3] The Head. Do we have any info on them? Not really. Does this make sense? Probably not. Is it fun? Hell yeah.
According to my lord and saviour Wikipedia: '26 is the gematric number, being the sum of the Hebrew characters (Hebrew: יהוה) being the name of the god of Israel – YHWH (Yahweh).' Which matches up with the amount of wings [or at least the amount there's meant to be, don't remember any references to Z corp] within the city, and the sum of a city could be said to be its leader.
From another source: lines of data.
use thiserror::Error;

#[derive(Debug, Error)]
pub enum PathError {
    #[error("path is empty")]
    Empty,
    #[error("path '{input}' must start with '/'")]
    MissingLeadingSlash { input: String },
    #[error("path '{input}' contains control or whitespace byte {byte:#04x}")]
    ControlOrWhitespace { input: String, byte: u8 },
    #[error("path '{input}' is not valid UTF-8 after normalization")]
    InvalidUtf8 { input: String },
}

pub type PathResult<T> = Result<T, PathError>;

/// Normalizes a request path: requires the leading slash, collapses
/// duplicate slashes, trims the trailing slash, and rejects control bytes.
/// Route templates are not passed through here; their brace expressions may
/// legitimately contain spaces.
#[tracing::instrument(level = "trace", fields(path_len = path.len() as u64))]
pub fn normalize_path(path: &str) -> PathResult<String> {
    if path.is_empty() {
        return Err(PathError::Empty);
    }
    if !path.starts_with('/') {
        return Err(PathError::MissingLeadingSlash {
            input: path.to_string(),
        });
    }

    let mut output = Vec::with_capacity(path.len());
    let mut prev_was_slash = false;

    for &byte in path.as_bytes() {
        if byte == b'/' {
            if prev_was_slash {
                continue;
            }
            output.push(byte);
            prev_was_slash = true;
            continue;
        }
        if byte <= 0x20 || byte == 0x7f {
            return Err(PathError::ControlOrWhitespace {
                input: path.to_string(),
                byte,
            });
        }
        output.push(byte);
        prev_was_slash = false;
    }

    while output.len() > 1 && output.last() == Some(&b'/') {
        output.pop();
    }

    String::from_utf8(output).map_err(|_| PathError::InvalidUtf8 {
        input: path.to_string(),
    })
}

#[cfg(test)]
mod tests {
    use super::*;

    #[test]
    fn collapses_duplicates_and_trims_trailing_slashes() {
        let normalized = normalize_path("//foo//bar///").expect("normalize");
        assert_eq!(normalized, "/foo/bar");
    }

    #[test]
    fn keeps_the_root_path() {
        assert_eq!(normalize_path("/").expect("normalize"), "/");
    }

    #[test]
    fn rejects_missing_leading_slash() {
        let err = normalize_path("foo/bar").expect_err("leading slash required");
        match err {
            PathError::MissingLeadingSlash { .. } => {}
            other => panic!("unexpected error: {other:?}"),
        }
    }

    #[test]
    fn rejects_control_bytes() {
        let err = normalize_path("/foo\tbar").expect_err("control byte rejected");
        match err {
            PathError::ControlOrWhitespace { byte, .. } => assert_eq!(byte, b'\t'),
            other => panic!("unexpected error: {other:?}"),
        }
    }

    #[test]
    fn accepts_unicode_segments() {
        assert_eq!(normalize_path("/caf\u{e9}").expect("normalize"), "/caf\u{e9}");
    }
}
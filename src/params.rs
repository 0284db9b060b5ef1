use smallvec::SmallVec;

/// Ordered name→raw-value pairs captured by a trie lookup. Keys borrow from
/// the trie, values from the request path; nothing is copied on the lookup
/// path. The sink can be reused across lookups via [`RouteParams::clear`].
#[derive(Debug, Clone, Default)]
pub struct RouteParams<'k, 'v> {
    entries: SmallVec<[(&'k str, &'v str); 4]>,
}

impl<'k, 'v> RouteParams<'k, 'v> {
    pub fn new() -> Self {
        Self {
            entries: SmallVec::new(),
        }
    }

    pub(crate) fn push(&mut self, key: &'k str, value: &'v str) {
        self.entries.push((key, value));
    }

    /// The value of the first parameter with the given name.
    pub fn get(&self, name: &str) -> Option<&'v str> {
        self.entries
            .iter()
            .find(|(key, _)| *key == name)
            .map(|(_, value)| *value)
    }

    pub fn iter(&self) -> impl Iterator<Item = (&'k str, &'v str)> + '_ {
        self.entries.iter().copied()
    }

    pub fn len(&self) -> usize {
        self.entries.len()
    }

    pub fn is_empty(&self) -> bool {
        self.entries.is_empty()
    }

    pub fn clear(&mut self) {
        self.entries.clear();
    }
}
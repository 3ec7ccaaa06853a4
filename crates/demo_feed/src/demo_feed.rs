use crate::domain::{demo_scripts, DemoFeedDriver};
use crate::nats::PositionRecordProducer;
use common::nats::NatsClient;
use std::future::Future;
use std::pin::Pin;
use std::sync::Arc;
use std::time::Duration;
use tokio_util::sync::CancellationToken;
use tracing::info;

pub struct DemoFeedConfig {
    pub positions_subject: String,
    pub interval: Duration,
    /// Start the built-in demo as soon as the process runs
    pub run_on_start: bool,
}

pub struct DemoFeed {
    driver: Arc<DemoFeedDriver>,
    interval: Duration,
    run_on_start: bool,
}

impl DemoFeed {
    pub fn new(nats_client: &NatsClient, config: DemoFeedConfig) -> Self {
        info!("Initializing Demo Feed module");

        let producer = PositionRecordProducer::new(
            nats_client.create_publisher_client(),
            config.positions_subject,
        );
        let driver = Arc::new(DemoFeedDriver::new(Arc::new(producer)));

        info!("Demo Feed initialized");

        Self {
            driver,
            interval: config.interval,
            run_on_start: config.run_on_start,
        }
    }

    pub fn driver(&self) -> Arc<DemoFeedDriver> {
        Arc::clone(&self.driver)
    }

    pub fn into_runner_process(
        self,
    ) -> Box<
        dyn FnOnce(CancellationToken) -> Pin<Box<dyn Future<Output = anyhow::Result<()>> + Send>>
            + Send,
    > {
        let driver = self.driver;
        let interval = self.interval;
        let run_on_start = self.run_on_start;

        Box::new(move |ctx| {
            Box::pin(async move {
                if !run_on_start {
                    info!("Demo run on start disabled");
                    return Ok(());
                }

                let mut run = driver.run_demo(&demo_scripts(), interval);
                let cancelled = tokio::select! {
                    _ = ctx.cancelled() => true,
                    _ = run.wait() => false,
                };

                if cancelled {
                    info!("Received shutdown signal, cancelling demo run");
                    run.cancel_all();
                } else {
                    info!("Demo run completed");
                }
                Ok(())
            })
        })
    }
}
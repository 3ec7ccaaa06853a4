use common::domain::BreachEvent;
use std::collections::HashSet;
use tokio::sync::RwLock;

/// Accepted breach notifications for the current session, in arrival order,
/// plus the event ids already seen so redeliveries can be dropped.
#[derive(Default)]
pub struct NotificationLog {
    state: RwLock<LogState>,
}

#[derive(Default)]
struct LogState {
    seen: HashSet<String>,
    history: Vec<BreachEvent>,
}

impl NotificationLog {
    pub fn new() -> Self {
        Self::default()
    }

    /// Append the event unless its id was already seen. Returns true if appended.
    pub async fn record(&self, event: &BreachEvent) -> bool {
        let mut state = self.state.write().await;
        if !state.seen.insert(event.event_id.clone()) {
            return false;
        }
        state.history.push(event.clone());
        true
    }

    pub async fn history(&self) -> Vec<BreachEvent> {
        self.state.read().await.history.clone()
    }

    pub async fn len(&self) -> usize {
        self.state.read().await.history.len()
    }

    pub async fn is_empty(&self) -> bool {
        self.len().await == 0
    }

    /// Forget history and seen ids, starting a new session
    pub async fn reset(&self) {
        let mut state = self.state.write().await;
        state.seen.clear();
        state.history.clear();
    }
}
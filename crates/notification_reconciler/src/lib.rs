pub mod domain;
pub mod notification_reconciler;

pub use domain::*;
pub use notification_reconciler::*;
There also the holy trinity idea of the Arbiters, Beholders and Claws of the head, and how they will know if any one of The City's rules are broken in a way reminiscent of how God's omniscience is described. As well as how it seems that the calendar was reset at some point or another - looking at the dates on Dante's notes - which possibly aligned with the date of The City's formation, and which matches how our calendar reset with the birth of Christ [does that then make The City itself Jesus? Someone or something to be sacrificed for other's sins and then revived? Or is it just referencing how a major religious moment was the thing to reset the calendar].
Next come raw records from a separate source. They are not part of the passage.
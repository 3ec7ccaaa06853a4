use crate::domain::{DomainError, DomainResult, MessageQueue, QueueMessage, ReceiveOptions};
use anyhow::{anyhow, Context};
use async_nats::jetstream::{self, consumer::PullConsumer};
use async_trait::async_trait;
use futures::StreamExt;
use std::collections::HashMap;
use std::time::Duration;
use tokio::sync::Mutex;
use tokio::time::Instant;
use tracing::{debug, error, warn};

/// MessageQueue backed by a durable JetStream pull consumer.
///
/// Each delivery gets a fresh receipt handle; deleting a message acks the
/// JetStream delivery it was received with. Deliveries that were never
/// deleted are forgotten once their visibility timeout has passed, since
/// JetStream redelivers them under a new handle.
pub struct NatsMessageQueue {
    consumer: PullConsumer,
    visibility_timeout: Duration,
    in_flight: Mutex<HashMap<String, (jetstream::Message, Instant)>>,
}

impl NatsMessageQueue {
    pub fn new(consumer: PullConsumer, visibility_timeout: Duration) -> Self {
        Self {
            consumer,
            visibility_timeout,
            in_flight: Mutex::new(HashMap::new()),
        }
    }

    async fn prune_expired(&self) {
        let mut in_flight = self.in_flight.lock().await;
        let before = in_flight.len();
        let visibility_timeout = self.visibility_timeout;
        in_flight.retain(|_, (_, received_at)| received_at.elapsed() < visibility_timeout);
        let pruned = before - in_flight.len();
        if pruned > 0 {
            debug!(pruned, "dropped expired receipt handles");
        }
    }
}

#[async_trait]
impl MessageQueue for NatsMessageQueue {
    async fn receive_messages(&self, options: ReceiveOptions) -> DomainResult<Vec<QueueMessage>> {
        if options.visibility_timeout != self.visibility_timeout {
            warn!(
                requested_secs = options.visibility_timeout.as_secs(),
                configured_secs = self.visibility_timeout.as_secs(),
                "visibility timeout is fixed when the consumer is created; using configured value"
            );
        }

        self.prune_expired().await;

        let mut batch = self
            .consumer
            .fetch()
            .max_messages(options.max_messages)
            .expires(options.wait_time)
            .messages()
            .await
            .context("Failed to fetch messages")?;

        let mut received = Vec::new();
        while let Some(result) = batch.next().await {
            match result {
                Ok(message) => received.push(message),
                Err(e) => {
                    error!(error = %e, "Error receiving message from batch");
                }
            }
        }

        let now = Instant::now();
        let mut in_flight = self.in_flight.lock().await;
        let messages = received
            .into_iter()
            .map(|message| {
                let receipt_handle = xid::new().to_string();
                let body = message.payload.clone();
                in_flight.insert(receipt_handle.clone(), (message, now));
                QueueMessage {
                    receipt_handle,
                    body,
                }
            })
            .collect();

        Ok(messages)
    }

    async fn delete_message(&self, receipt_handle: &str) -> DomainResult<()> {
        let entry = self.in_flight.lock().await.remove(receipt_handle);

        let (message, _) = entry.ok_or_else(|| {
            DomainError::RepositoryError(anyhow!(
                "unknown or expired receipt handle: {}",
                receipt_handle
            ))
        })?;

        message
            .ack()
            .await
            .map_err(|e| anyhow!("Failed to acknowledge message: {}", e))?;

        Ok(())
    }
}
In this case, would the game's version of God speaking through the angel to nudge Moses into guiding His people be The City being reflected through Dante to guide someone [the sinners? Limbus Co. Itself?] into making The City slightly less shit? Unsure.
Hope you don't mind my rambles, but all the ideas you put out are really interesting and I have no irls to talk abt this game with, have a nice day!
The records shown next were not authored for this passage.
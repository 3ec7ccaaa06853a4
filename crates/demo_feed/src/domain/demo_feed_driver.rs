use crate::domain::DeviceScript;
use chrono::Utc;
use common::domain::{DomainResult, PositionRecord, PositionSample, PositionSink};
use std::sync::atomic::{AtomicBool, Ordering};
use std::sync::Arc;
use std::time::Duration;
use tokio::task::JoinHandle;
use tokio::time::Instant;
use tracing::{debug, error, info};

/// Replays recorded device scripts into a position sink on a timer
pub struct DemoFeedDriver {
    sink: Arc<dyn PositionSink>,
    running: Arc<AtomicBool>,
}

impl DemoFeedDriver {
    pub fn new(sink: Arc<dyn PositionSink>) -> Self {
        Self {
            sink,
            running: Arc::new(AtomicBool::new(false)),
        }
    }

    pub fn is_running(&self) -> bool {
        self.running.load(Ordering::Acquire)
    }

    /// Schedule one publish batch per step, step `i` at `i * interval` from now.
    ///
    /// Batch `i` carries the `i`-th sample of every script long enough to have
    /// one, stamped with the time the batch fires. The driver reports idle again
    /// at `(steps + 1) * interval` whatever the publish outcomes were. A run
    /// started while another is pending does not cancel it; their batches
    /// interleave and the earlier run's idle timer still fires.
    pub fn run_demo(&self, scripts: &[DeviceScript], interval: Duration) -> DemoRun {
        let started_at = Instant::now();
        let step_count = scripts.iter().map(DeviceScript::len).max().unwrap_or(0);
        self.running.store(true, Ordering::Release);

        info!(
            devices = scripts.len(),
            steps = step_count,
            interval_ms = interval.as_millis(),
            "starting demo run"
        );

        let mut tasks = Vec::with_capacity(step_count + 1);
        for step in 0..step_count {
            let batch: Vec<PositionSample> = scripts
                .iter()
                .filter_map(|script| script.samples.get(step).cloned())
                .collect();
            let sink = Arc::clone(&self.sink);
            let fire_at = started_at + step_offset(interval, step);

            tasks.push(tokio::spawn(async move {
                tokio::time::sleep_until(fire_at).await;
                publish_step(sink.as_ref(), step, &batch).await;
            }));
        }

        let running = Arc::clone(&self.running);
        let idle_at = started_at + step_offset(interval, step_count + 1);
        tasks.push(tokio::spawn(async move {
            tokio::time::sleep_until(idle_at).await;
            running.store(false, Ordering::Release);
            debug!("demo run finished");
        }));

        DemoRun {
            running: Arc::clone(&self.running),
            step_count,
            tasks,
        }
    }
}

fn step_offset(interval: Duration, step: usize) -> Duration {
    interval.saturating_mul(u32::try_from(step).unwrap_or(u32::MAX))
}

async fn publish_step(sink: &dyn PositionSink, step: usize, batch: &[PositionSample]) {
    let now = Utc::now();
    let records: DomainResult<Vec<PositionRecord>> =
        batch.iter().map(|sample| sample.to_record(now)).collect();

    let result = match records {
        Ok(records) => sink.put_records(records).await,
        Err(e) => Err(e),
    };

    match result {
        Ok(()) => debug!(step, records = batch.len(), "published demo positions"),
        Err(e) => error!(step, error = %e, "failed to publish demo positions"),
    }
}

/// Scheduled publishes of one demo run
pub struct DemoRun {
    running: Arc<AtomicBool>,
    step_count: usize,
    tasks: Vec<JoinHandle<()>>,
}

impl DemoRun {
    pub fn step_count(&self) -> usize {
        self.step_count
    }

    /// Scheduled tasks (publishes and the idle timer) that have not finished
    pub fn pending(&self) -> usize {
        self.tasks.iter().filter(|task| !task.is_finished()).count()
    }

    pub fn is_finished(&self) -> bool {
        self.pending() == 0
    }

    /// Abort whatever is still scheduled and mark the driver idle
    pub fn cancel_all(&self) {
        let pending = self.pending();
        for task in &self.tasks {
            task.abort();
        }
        self.running.store(false, Ordering::Release);
        if pending > 0 {
            info!(pending, "cancelled demo run");
        }
    }

    /// Wait for every scheduled task to finish or be aborted
    pub async fn wait(&mut self) {
        for task in &mut self.tasks {
            if !task.is_finished() {
                let _ = task.await;
            }
        }
    }
}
Also: Currently on the look out for anything with black n' yellow fire, and the 'burning bush' is also a species of plant native to several places, including Korea - as well as also being known as the 'winged spindle' and 'winged euonymus'. This is probably a reach but if we see anything abt spindles or euonymus I'm gonna take notes lmao.
hell yeah delicious analysis!
a spindle is also used to hold thread, if that means anything.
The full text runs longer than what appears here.